The High Price of Abandoning the Euro

Spiegel
November 29, 2011

There is mounting speculation that the euro zone will break apart, or even that the single currency will be abandoned altogether. It often sounds as if such scenarios wouldn't be so bad for Germany. In fact the consequences would be catastrophic for Europe and for its largest economy.


The warning signs are mounting, and fresh news is adding to the gloom every day. Britain's financial watchdog has instructed banks to brace for a possible break-up of the euro zone. British currency trader CLS Bank is reportedly conducting stress tests to prepare for this worst-case scenario.

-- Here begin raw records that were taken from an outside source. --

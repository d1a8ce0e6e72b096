//! Pipeline lifecycle state machine.

use std::fmt;

use serde::{Deserialize, Serialize};
use thiserror::Error;

/// Where a pipeline run is in its lifecycle.
///
/// `Completed` and `Failed` are terminal.
#[derive(Debug, Clone, Copy, PartialEq, Eq, Serialize, Deserialize)]
#[serde(rename_all = "snake_case")]
pub enum PipelineState {
    Pending,
    Planning,
    Optimizing,
    PredictingPue,
    Financing,
    Sensitivity,
    /// Sensitivity was not requested.
    Skipped,
    Completed,
    Failed,
}

/// Attempted move the state machine does not allow.
#[derive(Error, Debug, Clone, Copy, PartialEq, Eq)]
#[error("illegal pipeline transition {from} -> {to}")]
pub struct TransitionError {
    pub from: PipelineState,
    pub to: PipelineState,
}

impl PipelineState {
    pub fn is_terminal(self) -> bool {
        matches!(self, Self::Completed | Self::Failed)
    }

    /// Whether `self -> next` is a legal transition.
    pub fn can_advance(self, next: PipelineState) -> bool {
        use PipelineState::*;
        match (self, next) {
            (s, Failed) => !s.is_terminal(),
            (Pending, Planning)
            | (Planning, Optimizing)
            | (Optimizing, PredictingPue)
            | (PredictingPue, Financing)
            | (Financing, Sensitivity | Skipped)
            | (Sensitivity | Skipped, Completed) => true,
            _ => false,
        }
    }

    /// Moves to `next`.
    ///
    /// # Errors
    ///
    /// Returns a `TransitionError` if the move is not allowed.
    pub fn advance(self, next: PipelineState) -> Result<PipelineState, TransitionError> {
        if self.can_advance(next) {
            Ok(next)
        } else {
            Err(TransitionError {
                from: self,
                to: next,
            })
        }
    }
}

impl fmt::Display for PipelineState {
    fn fmt(&self, f: &mut fmt::Formatter<'_>) -> fmt::Result {
        let s = match self {
            Self::Pending => "pending",
            Self::Planning => "planning",
            Self::Optimizing => "optimizing",
            Self::PredictingPue => "predicting_pue",
            Self::Financing => "financing",
            Self::Sensitivity => "sensitivity",
            Self::Skipped => "skipped",
            Self::Completed => "completed",
            Self::Failed => "failed",
        };
        f.write_str(s)
    }
}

Polish Foreign Minister Radoslaw Sikorski made a dramatic appeal to Germany on Monday to prevent a collapse of the currency union, saying: "We are standing on the edge of a precipice."

German investors are jettisoning derivatives on a large scale because they have lost confidence in the instruments. For the first time, it appears, people across Europe regard the downfall of the euro as a real possibility.

Is it really for the first time, though? In fact, scenarios for the euro's breakup are older than the currency itself. At the end of 1998, Harvard Law School Professor Hal Scott published a paper called "When the Euro Falls Apart." He put the chances of the euro failing at around 10 percent.

Today, that's a real prospect. According to Mark Cliffe, the chief economist of ING Bank, "even the most ardent euro admirer must concede that the probability of countries leaving or the breakup of the euro zone is no longer zero."

The economist Nouriel Roubini, known as "Dr. Doom" because he predicted the 2008 financial crisis, recently put the likelihood of the euro zone collapsing at 45 percent. But such expert forecasts sound abstract to most people.